* INSTRUCTIONS FOR THE TASK
Only the lines that include "settings" should be copied from the data below.

* RECORDS FOR THE TASK

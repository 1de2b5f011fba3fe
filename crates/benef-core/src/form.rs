//! Registration/edit form view-model.
//!
//! [`FormState`] is an immutable snapshot: every transition consumes the
//! state and returns the next one, and the presentation layer only ever
//! reads it. [`FormController`] pairs a state with a [`BeneficiaryApi`] and
//! runs the transitions that need the network (load and submit), each as a
//! synchronous first half and an awaited second half.

use std::time::{Duration, Instant};

use thiserror::Error;
use tracing::{debug, warn};

use crate::{
  ApiError,
  api::BeneficiaryApi,
  beneficiary::Beneficiary,
  choice,
  field::Field,
  validate::{FieldErrors, validate},
};

/// How long the success banner stays up before returning to the list.
pub const REDIRECT_DELAY: Duration = Duration::from_secs(2);

// ─── Snapshot ────────────────────────────────────────────────────────────────

#[derive(Debug, Clone, Copy, PartialEq, Eq)]
pub enum FormMode {
  Create,
  Edit(i64),
}

/// The form's feedback line. Loading, success and failure exclude each other.
#[derive(Debug, Clone, Default, PartialEq, Eq)]
pub enum Banner {
  #[default]
  None,
  Loading,
  Success(String),
  Failure(String),
}

#[derive(Debug, Clone)]
pub struct FormState {
  pub mode:         FormMode,
  pub record:       Beneficiary,
  pub errors:       FieldErrors,
  pub banner:       Banner,
  /// A create/update request is outstanding; further submits are ignored.
  pub submitting:   bool,
  /// When the record was committed by the server, if it has been.
  pub committed_at: Option<Instant>,
}

impl FormState {
  /// A blank form in create mode.
  pub fn create() -> Self {
    Self {
      mode:         FormMode::Create,
      record:       Beneficiary::draft(),
      errors:       FieldErrors::new(),
      banner:       Banner::None,
      submitting:   false,
      committed_at: None,
    }
  }

  /// An edit-mode form waiting for record `id` to load.
  pub fn loading(id: i64) -> Self {
    Self {
      mode: FormMode::Edit(id),
      banner: Banner::Loading,
      ..Self::create()
    }
  }

  /// Apply the outcome of fetching the record being edited.
  pub fn with_loaded(mut self, result: Result<Beneficiary, ApiError>) -> Self {
    match result {
      Ok(mut record) => {
        record.truncate_dates();
        self.record = record;
        self.banner = Banner::None;
      }
      Err(e) => {
        self.banner = Banner::Failure(format!("Failed to load beneficiary: {e}"));
      }
    }
    self
  }

  /// One keystroke's worth of change to `field`.
  ///
  /// Masked fields are re-masked, the field's error is cleared and any
  /// banner is dropped: editing always rescinds stale feedback.
  pub fn with_edit(mut self, field: Field, value: &str) -> Self {
    let value = match field.mask() {
      Some(mask) => mask.apply(value),
      None => value.to_owned(),
    };
    self.record.set(field, value);
    self.errors.remove(&field);
    self.banner = Banner::None;
    self
  }

  /// Record validation failures. Nothing was sent.
  pub fn with_errors(mut self, errors: FieldErrors) -> Self {
    self.errors = errors;
    self.submitting = false;
    self.banner = Banner::None;
    self
  }

  pub fn begin_submit(mut self) -> Self {
    self.submitting = true;
    self.banner = Banner::Loading;
    self
  }

  /// Apply the outcome of a create/update call that returned at `now`.
  pub fn with_submit_result(
    mut self,
    result: Result<Beneficiary, ApiError>,
    now: Instant,
  ) -> Self {
    self.submitting = false;
    match result {
      Ok(_) => {
        let msg = match self.mode {
          FormMode::Create => "Beneficiary registered successfully!",
          FormMode::Edit(_) => "Beneficiary updated successfully!",
        };
        self.banner = Banner::Success(msg.to_owned());
        self.committed_at = Some(now);
      }
      Err(e) => {
        self.banner = Banner::Failure(format!("Failed to save beneficiary: {e}"));
      }
    }
    self
  }

  /// Whether the presentation layer should now return to the list. Always
  /// `false` before the record has been committed.
  pub fn redirect_due(&self, now: Instant) -> bool {
    self
      .committed_at
      .is_some_and(|at| now.saturating_duration_since(at) >= REDIRECT_DELAY)
  }

  pub fn error(&self, field: Field) -> Option<&str> {
    self.errors.get(&field).map(String::as_str)
  }
}

// ─── Submission ──────────────────────────────────────────────────────────────

#[derive(Debug, Error)]
pub enum SubmitError {
  #[error("{} field(s) failed validation", .0.len())]
  Invalid(FieldErrors),
  #[error(transparent)]
  Api(#[from] ApiError),
}

/// Validate `record` and, if it passes, create or update it.
///
/// Validation failures never reach the network.
pub async fn submit_record<A: BeneficiaryApi>(
  api: &A,
  mode: FormMode,
  record: &Beneficiary,
) -> Result<Beneficiary, SubmitError> {
  let errors = validate(record);
  if !errors.is_empty() {
    return Err(SubmitError::Invalid(errors));
  }

  let body = record.submission();
  let stored = match mode {
    FormMode::Create => api.create(&body).await?,
    FormMode::Edit(id) => api.update(id, &body).await?,
  };
  Ok(stored)
}

// ─── Controller ──────────────────────────────────────────────────────────────

pub struct FormController<A> {
  api:   A,
  state: FormState,
}

impl<A: BeneficiaryApi> FormController<A> {
  pub fn create(api: A) -> Self {
    Self {
      api,
      state: FormState::create(),
    }
  }

  /// An edit form for record `id` that has not been fetched yet.
  pub fn loading(api: A, id: i64) -> Self {
    Self {
      api,
      state: FormState::loading(id),
    }
  }

  /// Fetch the record being edited. Load failures are reported in the
  /// banner; the form stays usable.
  pub async fn load(&mut self) {
    let FormMode::Edit(id) = self.state.mode else {
      return;
    };
    let result = self.api.get(id).await;
    if let Err(e) = &result {
      warn!(id, error = %e, "loading beneficiary failed");
    }
    self.transition(|s| s.with_loaded(result));
  }

  /// Open record `id` for editing.
  pub async fn edit(api: A, id: i64) -> Self {
    let mut form = Self::loading(api, id);
    form.load().await;
    form
  }

  pub fn state(&self) -> &FormState { &self.state }

  fn transition(&mut self, f: impl FnOnce(FormState) -> FormState) {
    let prev = std::mem::replace(&mut self.state, FormState::create());
    self.state = f(prev);
  }

  pub fn set_field(&mut self, field: Field, value: &str) {
    self.transition(|s| s.with_edit(field, value));
  }

  /// Step a selector field to its next (or previous) option.
  pub fn cycle_choice(&mut self, field: Field, forward: bool) {
    let Some(options) = field.choices() else {
      return;
    };
    let allow_empty = !matches!(field, Field::Status | Field::Kind);
    let next = choice::cycle(
      options,
      self.state.record.get(field),
      forward,
      allow_empty,
    );
    self.set_field(field, &next);
  }

  /// Validate the record and mark a save as outstanding. Returns `false`,
  /// with nothing to send, when a save is already outstanding or done or
  /// when validation fails.
  pub fn begin_submit(&mut self) -> bool {
    if self.state.submitting || self.state.committed_at.is_some() {
      return false;
    }
    let errors = validate(&self.state.record);
    if !errors.is_empty() {
      debug!(count = errors.len(), "form has validation errors");
      self.transition(|s| s.with_errors(errors));
      return false;
    }
    self.transition(FormState::begin_submit);
    true
  }

  /// Send the save started by [`Self::begin_submit`]. Returns `true` once
  /// the server has committed the record.
  pub async fn finish_submit(&mut self) -> bool {
    if !self.state.submitting {
      return false;
    }
    let mode = self.state.mode;
    let outcome = submit_record(&self.api, mode, &self.state.record).await;
    match outcome {
      Ok(stored) => {
        debug!(id = ?stored.id, ?mode, "beneficiary saved");
        let now = Instant::now();
        self.transition(|s| s.with_submit_result(Ok(stored), now));
        true
      }
      Err(SubmitError::Invalid(errors)) => {
        debug!(count = errors.len(), "form has validation errors");
        self.transition(|s| s.with_errors(errors));
        false
      }
      Err(SubmitError::Api(e)) => {
        warn!(?mode, error = %e, "saving beneficiary failed");
        let now = Instant::now();
        self.transition(|s| s.with_submit_result(Err(e), now));
        false
      }
    }
  }

  /// Validate and, if valid, persist the record.
  pub async fn submit(&mut self) -> bool {
    self.begin_submit() && self.finish_submit().await
  }
}
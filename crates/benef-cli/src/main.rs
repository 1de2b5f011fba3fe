//! `benef`: terminal UI for managing health-plan beneficiaries.
//!
//! # Usage
//!
//! ```
//! benef --url http://localhost:5000
//! benef --config ~/.config/benef/benef.toml --download-dir ~/Downloads
//! ```
//!
//! Logs go to a file (`benef.log` by default) since the terminal is taken by
//! the UI. Set `RUST_LOG=debug` to trace every request.

mod app;
mod settings;
mod ui;

use std::{
  fs::OpenOptions,
  io,
  path::PathBuf,
  sync::{Arc, Mutex},
  time::{Duration, Instant},
};

use anyhow::{Context, Result};
use app::App;
use benef_client::ApiClient;
use clap::Parser;
use crossterm::{
  event::{self, Event},
  execute,
  terminal::{EnterAlternateScreen, LeaveAlternateScreen, disable_raw_mode, enable_raw_mode},
};
use ratatui::{Terminal, backend::CrosstermBackend};
use settings::Settings;
use tracing::{info, level_filters::LevelFilter};
use tracing_subscriber::EnvFilter;

// ─── CLI args ─────────────────────────────────────────────────────────────────

#[derive(Parser, Debug)]
#[command(name = "benef", version, about = "Terminal UI for health-plan beneficiaries")]
pub struct Args {
  /// Path to a TOML config file (url, per_page, download_dir, log_file,
  /// timeout_secs).
  #[arg(short, long, value_name = "FILE", default_value = "benef.toml")]
  config: PathBuf,

  /// Base URL of the beneficiary server (default: http://localhost:5000).
  #[arg(long, env = "BENEF_URL")]
  url: Option<String>,

  /// Records per list page.
  #[arg(long, env = "BENEF_PER_PAGE")]
  per_page: Option<u32>,

  /// Directory exports are saved to.
  #[arg(long, value_name = "DIR", env = "BENEF_DOWNLOAD_DIR")]
  download_dir: Option<PathBuf>,

  /// Log file path.
  #[arg(long, value_name = "FILE", env = "BENEF_LOG_FILE")]
  log_file: Option<PathBuf>,
}

// ─── Entry point ──────────────────────────────────────────────────────────────

#[tokio::main]
async fn main() -> Result<()> {
  let args = Args::parse();
  let settings = Settings::load(&args)?;

  let log = OpenOptions::new()
    .create(true)
    .append(true)
    .open(&settings.log_file)
    .with_context(|| format!("opening log file {}", settings.log_file.display()))?;
  tracing_subscriber::fmt()
    .with_env_filter(
      EnvFilter::builder()
        .with_default_directive(LevelFilter::INFO.into())
        .from_env_lossy(),
    )
    .with_writer(Mutex::new(log))
    .with_ansi(false)
    .init();

  info!(url = %settings.url, per_page = settings.per_page, "starting");

  let client = ApiClient::new(settings.api_config())?;
  let mut app = App::new(Arc::new(client), settings.url.clone(), settings.per_page);

  // Set up the terminal.
  enable_raw_mode().context("enabling raw mode")?;
  let mut stdout = io::stdout();
  execute!(stdout, EnterAlternateScreen).context("entering alternate screen")?;
  let backend = CrosstermBackend::new(stdout);
  let mut terminal = Terminal::new(backend).context("creating terminal")?;

  // Initial data loads behind the first frame; failures are shown in the
  // UI, not fatal.
  app.start();

  let run_result = run_event_loop(&mut terminal, &mut app).await;

  // Restore terminal regardless of result.
  disable_raw_mode().ok();
  execute!(terminal.backend_mut(), LeaveAlternateScreen).ok();
  terminal.show_cursor().ok();

  run_result
}

// ─── Event loop ───────────────────────────────────────────────────────────────

async fn run_event_loop(
  terminal: &mut Terminal<CrosstermBackend<io::Stdout>>,
  app: &mut App,
) -> Result<()> {
  loop {
    terminal.draw(|f| ui::draw(f, app)).context("drawing frame")?;

    // The frame above shows the in-flight state; now do the work.
    if app.pending.is_some() {
      app.run_pending().await;
      continue;
    }

    // Poll for an event, yielding control to tokio while waiting.
    let maybe_event = tokio::task::block_in_place(|| {
      if event::poll(Duration::from_millis(50))? {
        Ok::<_, io::Error>(Some(event::read()?))
      } else {
        Ok(None)
      }
    })?;

    if let Some(Event::Key(key)) = maybe_event
      && !app.handle_key(key)
    {
      break;
    }

    // Return to the list once a saved form has shown its banner long enough.
    app.tick(Instant::now());
  }

  info!("exiting");
  Ok(())
}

* SOLUTION TO THIS EXERCISE
mod settings;
use settings::Settings;
  let settings = Settings::load(&args)?;
    .open(&settings.log_file)
    .with_context(|| format!("opening log file {}", settings.log_file.display()))?;
  info!(url = %settings.url, per_page = settings.per_page, "starting");
  let client = ApiClient::new(settings.api_config())?;
  let mut app = App::new(Arc::new(client), settings.url.clone(), settings.per_page);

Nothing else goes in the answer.